Washington streets have buses running around endorsing advertisements that link "Islamic Jew-hatred" Islam with Adolf Hitler, with U.S. capital's mass transit authority claiming it is legally powerless to ban them.
Featuring a photo of the Nazi German dictator in conversation with "his staunch ally" Haj Amin al-Husseini, grand mufti of Jerusalem during World War II, 20 Metro buses are sporting the elongated broadsides, Agence France-Presse reported.
"Islamic Jew-hatred: It's in the Quran. Two-thirds of all U.S. aid goes to Islamic countries. Stop racism. End all aid to Islamic countries," the ad states, over a fine-print disclaimer from the Metro transit authority.
Sponsored by the American Freedom Defense Initiative (AFDI), the ads aim to "raise awareness of the depredations of Islamic supremacism," according to its website.
The campaign, which is due to run until mid-June, has been condemned by the Council on American-Islamic Relations (CAIR).
With the help of an online crowd-funding campaign, the campaign hopes to raise $20,000 by Friday. About $7,500 had been yielded as of Tuesday.
"We're not able to refuse ads on the basis of content," a spokeswoman for Metro told AFP, citing a 2012 court case that allowed another AFDI bus ad on the grounds that it was free speech protected by the U.S. Constitution.
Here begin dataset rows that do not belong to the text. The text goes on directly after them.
use crate::config::ManifestConfig;
use crate::tracker::DoneList;

/// Decides which directory entries belong in the manifest.
pub struct CandidateFilter {
    suffix: String,
    done: DoneList,
}

impl CandidateFilter {
    pub fn new(config: &ManifestConfig, done: DoneList) -> Self {
        let extension = config.extension.trim_start_matches('.').to_lowercase();

        Self {
            suffix: format!(".{}", extension),
            done,
        }
    }

    /// Case-insensitive suffix match on the name itself, so `.CSV` counts
    /// and `archive.csv.bak` does not.
    pub fn has_candidate_extension(&self, filename: &str) -> bool {
        filename.to_lowercase().ends_with(&self.suffix)
    }

    /// Exclusion compares exact names; case differences are not folded.
    pub fn is_done(&self, filename: &str) -> bool {
        self.done.contains(filename)
    }
}
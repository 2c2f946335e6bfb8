use thiserror::Error;

#[derive(Error, Debug)]
pub enum TransManifestError {
    #[error("IO operation failed: {0}")]
    Io(#[from] std::io::Error),

    #[error("Failed to read workbook {path}: {message}")]
    Workbook { path: String, message: String },

    #[error("Sheet '{sheet}' not found in {path}")]
    SheetNotFound {
        sheet: String,
        path: String,
        available: Vec<String>,
    },

    #[error("Unsupported translation table format: {path}")]
    UnsupportedTable { path: String },

    #[error("CSV parsing failed: {0}")]
    Csv(#[from] csv::Error),

    #[error("Row {row} has no value in column {column}")]
    MissingPathValue { row: usize, column: usize },

    #[error("Row {row}: '{value}' does not start with '{prefix}'")]
    UnexpectedPrefix {
        row: usize,
        value: String,
        prefix: String,
    },

    #[error("Input file not found: {path}")]
    InputFileNotFound { path: String },

    #[error("Directory '{path}' does not exist")]
    InputDirectoryNotFound { path: String },

    #[error("Not a directory: {path}")]
    NotADirectory { path: String },

    #[error("Serialization failed: {0}")]
    Serialization(#[from] serde_json::Error),

    #[error("Invalid manifest {path}: {message}")]
    InvalidManifest { path: String, message: String },

    #[error("Configuration error: {message}")]
    Config { message: String },

    #[error("Permission denied: {path}")]
    Permission { path: String },
}

impl TransManifestError {
    /// Process exit code for this failure kind.
    pub fn exit_code(&self) -> i32 {
        match self {
            TransManifestError::Config { .. } => 2,
            TransManifestError::InputFileNotFound { .. }
            | TransManifestError::InputDirectoryNotFound { .. }
            | TransManifestError::NotADirectory { .. }
            | TransManifestError::SheetNotFound { .. } => 3,
            TransManifestError::MissingPathValue { .. }
            | TransManifestError::UnexpectedPrefix { .. }
            | TransManifestError::UnsupportedTable { .. }
            | TransManifestError::Workbook { .. }
            | TransManifestError::Csv(_) => 4,
            TransManifestError::InvalidManifest { .. } => 5,
            _ => 1,
        }
    }
}

pub trait UserFriendlyError {
    fn user_message(&self) -> String;
    fn suggestion(&self) -> Option<String>;
}

impl UserFriendlyError for TransManifestError {
    fn user_message(&self) -> String {
        match self {
            TransManifestError::SheetNotFound {
                sheet,
                path,
                available,
            } => {
                if available.is_empty() {
                    format!("Sheet '{}' not found in {}", sheet, path)
                } else {
                    format!(
                        "Sheet '{}' not found in {} (available: {})",
                        sheet,
                        path,
                        available.join(", ")
                    )
                }
            }
            TransManifestError::UnexpectedPrefix { row, value, prefix } => {
                format!(
                    "Unexpected path in row {}: '{}' (expected prefix '{}')",
                    row, value, prefix
                )
            }
            TransManifestError::InputDirectoryNotFound { path } => {
                format!("Error: Directory '{}' does not exist", path)
            }
            TransManifestError::Permission { path } => {
                format!("Permission denied accessing: {}", path)
            }
            TransManifestError::Serialization(e) => {
                format!("Error generating manifest: {}", e)
            }
            _ => self.to_string(),
        }
    }

    fn suggestion(&self) -> Option<String> {
        match self {
            TransManifestError::SheetNotFound { .. } => Some(
                "Set the sheet name with --sheet or in the [translations] section of the configuration.".to_string()
            ),
            TransManifestError::UnsupportedTable { .. } => Some(
                "Provide an .xlsx, .xlsm, .xls, .ods workbook or a .csv export of the translations sheet.".to_string()
            ),
            TransManifestError::MissingPathValue { .. } => Some(
                "Check --column points at the file path column, or use --skip-rows to skip header rows.".to_string()
            ),
            TransManifestError::UnexpectedPrefix { .. } => Some(
                "Check the path prefix with --prefix, or use --skip-rows to skip header rows.".to_string()
            ),
            TransManifestError::InputFileNotFound { .. } => Some(
                "Check the path, or set it in the configuration file.".to_string()
            ),
            TransManifestError::InputDirectoryNotFound { .. } => Some(
                "Create the directory or point --input-dir at the folder holding the CSV inputs.".to_string()
            ),
            TransManifestError::InvalidManifest { .. } => Some(
                "Regenerate the manifest with `transmanifest manifest`.".to_string()
            ),
            TransManifestError::Config { .. } => Some(
                "Check your configuration file syntax and ensure all values are valid.".to_string()
            ),
            TransManifestError::Permission { .. } => Some(
                "Ensure you have the necessary read/write permissions for the target path.".to_string()
            ),
            _ => None,
        }
    }
}

impl From<walkdir::Error> for TransManifestError {
    fn from(error: walkdir::Error) -> Self {
        let path = error
            .path()
            .map(|p| p.display().to_string())
            .unwrap_or_default();

        match error.into_io_error() {
            Some(io) if io.kind() == std::io::ErrorKind::PermissionDenied => {
                TransManifestError::Permission { path }
            }
            Some(io) => TransManifestError::Io(std::io::Error::new(
                io.kind(),
                format!("{}: {}", path, io),
            )),
            None => TransManifestError::Io(std::io::Error::other(format!(
                "directory walk failed at {}",
                path
            ))),
        }
    }
}

pub type Result<T> = std::result::Result<T, TransManifestError>;

#[cfg(test)]
mod tests {
    use super::*;

    #[test]
    fn test_user_friendly_messages() {
        let error = TransManifestError::InputDirectoryNotFound {
            path: "inputs/".to_string(),
        };
        assert_eq!(
            error.user_message(),
            "Error: Directory 'inputs/' does not exist"
        );
        assert!(error.suggestion().is_some());
    }

    #[test]
    fn test_sheet_not_found_lists_available_sheets() {
        let error = TransManifestError::SheetNotFound {
            sheet: "ALL_TRANSLATIONS".to_string(),
            path: "Translations.xlsx".to_string(),
            available: vec!["Sheet1".to_string(), "Sheet2".to_string()],
        };
        assert!(error.user_message().contains("available: Sheet1, Sheet2"));
    }

    #[test]
    fn test_exit_codes() {
        let config = TransManifestError::Config {
            message: "bad".to_string(),
        };
        let missing = TransManifestError::InputDirectoryNotFound {
            path: "x".to_string(),
        };
        let prefix = TransManifestError::UnexpectedPrefix {
            row: 1,
            value: "a.csv".to_string(),
            prefix: "inputs/".to_string(),
        };
        let manifest = TransManifestError::InvalidManifest {
            path: "manifest.json".to_string(),
            message: "no files".to_string(),
        };

        assert_eq!(config.exit_code(), 2);
        assert_eq!(missing.exit_code(), 3);
        assert_eq!(prefix.exit_code(), 4);
        assert_eq!(manifest.exit_code(), 5);
        assert_eq!(
            TransManifestError::Io(std::io::Error::other("boom")).exit_code(),
            1
        );
    }

    #[test]
    fn test_walk_errors_name_the_path() {
        let temp_dir = tempfile::TempDir::new().unwrap();
        let missing = temp_dir.path().join("gone");

        let walk_error = walkdir::WalkDir::new(&missing)
            .into_iter()
            .find_map(|entry| entry.err())
            .unwrap();

        match TransManifestError::from(walk_error) {
            TransManifestError::Io(io) => {
                assert_eq!(io.kind(), std::io::ErrorKind::NotFound);
                assert!(io.to_string().contains(&missing.display().to_string()));
            }
            other => panic!("unexpected error: {:?}", other),
        }
    }
}
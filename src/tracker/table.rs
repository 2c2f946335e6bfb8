use crate::config::TranslationsConfig;
use crate::error::{Result, TransManifestError};
use calamine::{open_workbook_auto, Data, Reader};
use std::path::Path;

#[derive(Debug, Clone, Copy, PartialEq, Eq)]
pub enum TableFormat {
    Workbook,
    Csv,
}

impl TableFormat {
    pub fn detect(path: &Path) -> Result<Self> {
        let extension = path
            .extension()
            .and_then(|e| e.to_str())
            .map(|e| e.to_lowercase())
            .unwrap_or_default();

        match extension.as_str() {
            "xlsx" | "xlsm" | "xlsb" | "xls" | "ods" => Ok(TableFormat::Workbook),
            "csv" => Ok(TableFormat::Csv),
            _ => Err(TransManifestError::UnsupportedTable {
                path: path.display().to_string(),
            }),
        }
    }
}

/// One cell of the path column, tagged with its 1-based row in the source.
#[derive(Debug, Clone, PartialEq, Eq)]
pub struct PathCell {
    pub row: usize,
    pub value: Option<String>,
}

/// Reads the configured path column from the translations table.
pub fn read_path_column(config: &TranslationsConfig) -> Result<Vec<PathCell>> {
    let path = config.workbook.as_path();

    if !path.exists() {
        return Err(TransManifestError::InputFileNotFound {
            path: path.display().to_string(),
        });
    }

    let cells = match TableFormat::detect(path)? {
        TableFormat::Workbook => read_workbook_column(path, &config.sheet, config.path_column)?,
        TableFormat::Csv => read_csv_column(path, config.path_column)?,
    };

    let cells: Vec<PathCell> = cells
        .into_iter()
        .filter(|cell| cell.row > config.skip_rows)
        .collect();

    tracing::debug!(
        rows = cells.len(),
        path = %path.display(),
        "Read translation rows"
    );

    Ok(cells)
}

/// Row and column positions are absolute sheet positions counted from A1,
/// even when calamine trims leading empty rows or columns from the range.
fn read_workbook_column(path: &Path, sheet: &str, column: usize) -> Result<Vec<PathCell>> {
    let mut workbook = open_workbook_auto(path).map_err(|e| TransManifestError::Workbook {
        path: path.display().to_string(),
        message: e.to_string(),
    })?;

    let sheet_names = workbook.sheet_names();
    if !sheet_names.iter().any(|name| name == sheet) {
        return Err(TransManifestError::SheetNotFound {
            sheet: sheet.to_string(),
            path: path.display().to_string(),
            available: sheet_names,
        });
    }

    let range = workbook
        .worksheet_range(sheet)
        .map_err(|e| TransManifestError::Workbook {
            path: path.display().to_string(),
            message: e.to_string(),
        })?;

    let Some((start_row, start_col)) = range.start() else {
        return Ok(Vec::new());
    };
    let offset = column.checked_sub(start_col as usize);

    let cells = range
        .rows()
        .enumerate()
        .map(|(index, row)| PathCell {
            row: start_row as usize + index + 1,
            value: offset.and_then(|offset| row.get(offset)).and_then(cell_text),
        })
        .collect();

    Ok(cells)
}

fn cell_text(cell: &Data) -> Option<String> {
    match cell {
        Data::Empty => None,
        Data::String(s) => Some(s.clone()),
        other => Some(other.to_string()),
    }
}

fn read_csv_column(path: &Path, column: usize) -> Result<Vec<PathCell>> {
    let mut reader = csv::ReaderBuilder::new()
        .has_headers(false)
        .flexible(true)
        .from_path(path)?;

    let mut cells = Vec::new();
    for (index, record) in reader.records().enumerate() {
        let record = record?;
        cells.push(PathCell {
            row: index + 1,
            value: record
                .get(column)
                .filter(|value| !value.is_empty())
                .map(str::to_string),
        });
    }

    Ok(cells)
}
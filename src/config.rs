use crate::error::{Result, TransManifestError};
use serde::{Deserialize, Serialize};
use std::path::{Path, PathBuf};

#[derive(Debug, Clone, Default, Deserialize, Serialize)]
#[serde(default)]
pub struct Config {
    pub translations: TranslationsConfig,
    pub done_files: DoneFilesConfig,
    pub manifest: ManifestConfig,
    pub status: StatusConfig,
}

#[derive(Debug, Clone, Deserialize, Serialize)]
#[serde(default)]
pub struct TranslationsConfig {
    pub workbook: PathBuf,
    pub sheet: String,
    pub path_column: usize,
    pub path_prefix: String,
    pub skip_rows: usize,
}

#[derive(Debug, Clone, Deserialize, Serialize)]
#[serde(default)]
pub struct DoneFilesConfig {
    pub threshold: usize,
    pub output_file: PathBuf,
}

#[derive(Debug, Clone, Deserialize, Serialize)]
#[serde(default)]
pub struct ManifestConfig {
    pub input_directory: String,
    pub extension: String,
    pub output_file: PathBuf,
}

#[derive(Debug, Clone, Deserialize, Serialize)]
#[serde(default)]
pub struct StatusConfig {
    pub text_columns: Vec<String>,
    pub minutes_per_line: u64,
}

impl Default for TranslationsConfig {
    fn default() -> Self {
        Self {
            workbook: PathBuf::from("Translations.xlsx"),
            sheet: "ALL_TRANSLATIONS".to_string(),
            path_column: 3,
            path_prefix: "inputs/".to_string(),
            skip_rows: 0,
        }
    }
}

impl Default for DoneFilesConfig {
    fn default() -> Self {
        Self {
            threshold: 45,
            output_file: PathBuf::from("done_files.txt"),
        }
    }
}

impl Default for ManifestConfig {
    fn default() -> Self {
        Self {
            input_directory: "inputs/".to_string(),
            extension: "csv".to_string(),
            output_file: PathBuf::from("manifest.json"),
        }
    }
}

impl Default for StatusConfig {
    fn default() -> Self {
        Self {
            text_columns: vec!["text".to_string(), "Sentence".to_string()],
            minutes_per_line: 2,
        }
    }
}

impl Config {
    pub fn new() -> Self {
        Self::default()
    }

    pub fn load_from_file<P: AsRef<Path>>(path: P) -> Result<Self> {
        let path = path.as_ref();

        if !path.exists() {
            return Err(TransManifestError::Config {
                message: format!("Configuration file not found: {}", path.display()),
            });
        }

        let content = std::fs::read_to_string(path).map_err(|e| TransManifestError::Config {
            message: format!("Failed to read config file {}: {}", path.display(), e),
        })?;

        let config: Config = toml::from_str(&content).map_err(|e| TransManifestError::Config {
            message: format!("Failed to parse config file {}: {}", path.display(), e),
        })?;

        Ok(config)
    }

    pub fn load_with_defaults<P: AsRef<Path>>(config_path: Option<P>) -> Result<Self> {
        match config_path {
            Some(path) => Self::load_from_file(path),
            None => {
                let default_paths = ["transmanifest.toml", ".transmanifest.toml"];

                for default_path in &default_paths {
                    if Path::new(default_path).exists() {
                        tracing::debug!(path = *default_path, "Loading configuration");
                        return Self::load_from_file(default_path);
                    }
                }

                Ok(Self::default())
            }
        }
    }

    pub fn merge_with_cli_args(&mut self, cli_args: &CliOverrides) {
        if let Some(ref workbook) = cli_args.workbook {
            self.translations.workbook = workbook.clone();
        }

        if let Some(ref sheet) = cli_args.sheet {
            self.translations.sheet = sheet.clone();
        }

        if let Some(column) = cli_args.path_column {
            self.translations.path_column = column;
        }

        if let Some(ref prefix) = cli_args.path_prefix {
            self.translations.path_prefix = prefix.clone();
        }

        if let Some(skip_rows) = cli_args.skip_rows {
            self.translations.skip_rows = skip_rows;
        }

        if let Some(threshold) = cli_args.threshold {
            self.done_files.threshold = threshold;
        }

        if let Some(ref done_files) = cli_args.done_files {
            self.done_files.output_file = done_files.clone();
        }

        if let Some(ref input_dir) = cli_args.input_directory {
            self.manifest.input_directory = input_dir.clone();
        }

        if let Some(ref manifest) = cli_args.manifest_file {
            self.manifest.output_file = manifest.clone();
        }
    }

    pub fn save_to_file<P: AsRef<Path>>(&self, path: P) -> Result<()> {
        let path = path.as_ref();
        let content = toml::to_string_pretty(self).map_err(|e| TransManifestError::Config {
            message: format!("Failed to serialize config: {}", e),
        })?;

        std::fs::write(path, content).map_err(|e| TransManifestError::Config {
            message: format!("Failed to write config file {}: {}", path.display(), e),
        })?;

        Ok(())
    }

    pub fn validate(&self) -> Result<()> {
        if self.translations.sheet.trim().is_empty() {
            return Err(TransManifestError::Config {
                message: "Sheet name must not be empty".to_string(),
            });
        }

        if self.translations.path_prefix.is_empty() {
            return Err(TransManifestError::Config {
                message: "Path prefix must not be empty".to_string(),
            });
        }

        if self.done_files.threshold == 0 {
            return Err(TransManifestError::Config {
                message: "Done threshold must be greater than 0".to_string(),
            });
        }

        if self.manifest.extension.trim_start_matches('.').is_empty() {
            return Err(TransManifestError::Config {
                message: "Candidate file extension must not be empty".to_string(),
            });
        }

        if self.status.text_columns.is_empty() {
            return Err(TransManifestError::Config {
                message: "At least one status text column must be specified".to_string(),
            });
        }

        if self.status.minutes_per_line == 0 {
            return Err(TransManifestError::Config {
                message: "Minutes per line must be greater than 0".to_string(),
            });
        }

        Ok(())
    }

    /// Manifest entries are the input directory joined textually with the
    /// file name, so the directory string always ends in a separator.
    pub fn input_directory_prefix(&self) -> String {
        let dir = &self.manifest.input_directory;
        if dir.ends_with('/') || dir.ends_with('\\') {
            dir.clone()
        } else {
            format!("{}/", dir)
        }
    }
}

#[derive(Debug, Default)]
pub struct CliOverrides {
    pub workbook: Option<PathBuf>,
    pub sheet: Option<String>,
    pub path_column: Option<usize>,
    pub path_prefix: Option<String>,
    pub skip_rows: Option<usize>,
    pub threshold: Option<usize>,
    pub done_files: Option<PathBuf>,
    pub input_directory: Option<String>,
    pub manifest_file: Option<PathBuf>,
}

impl CliOverrides {
    pub fn new() -> Self {
        Self::default()
    }

    pub fn with_workbook(mut self, workbook: Option<PathBuf>) -> Self {
        self.workbook = workbook;
        self
    }

    pub fn with_sheet(mut self, sheet: Option<String>) -> Self {
        self.sheet = sheet;
        self
    }

    pub fn with_path_column(mut self, column: Option<usize>) -> Self {
        self.path_column = column;
        self
    }

    pub fn with_path_prefix(mut self, prefix: Option<String>) -> Self {
        self.path_prefix = prefix;
        self
    }

    pub fn with_skip_rows(mut self, skip_rows: Option<usize>) -> Self {
        self.skip_rows = skip_rows;
        self
    }

    pub fn with_threshold(mut self, threshold: Option<usize>) -> Self {
        self.threshold = threshold;
        self
    }

    pub fn with_done_files(mut self, done_files: Option<PathBuf>) -> Self {
        self.done_files = done_files;
        self
    }

    pub fn with_input_directory(mut self, input_dir: Option<String>) -> Self {
        self.input_directory = input_dir;
        self
    }

    pub fn with_manifest_file(mut self, manifest: Option<PathBuf>) -> Self {
        self.manifest_file = manifest;
        self
    }
}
On its website, AFDI co-founder Pamela Geller called the campaign a direct response to like-sized Washington bus ads placed in April by American Muslims for Palestine (AMP) which read: "Stop U.S. aid to Israel's occupation," according to AFP.
"So many folks are unaware of Islamic history and the role of Muslim world during the Holocaust... Let's buy more ads," blogged Geller on her eponymous website that included a link to the Indiegogo fundraising page.
Such "inflammatory" ads were clearly intended "to promote hatred of Islam and Muslims" while also whipping up publicity to raise funds for AFDI, CAIR spokesman Ibrahim Hooper said.
He told AFP that CAIR, a Muslim civil rights group, is developing on its own bus ads "to promote mutual understanding as a response to Geller's hate ad." In the meantime, he added, it's giving away free Korans.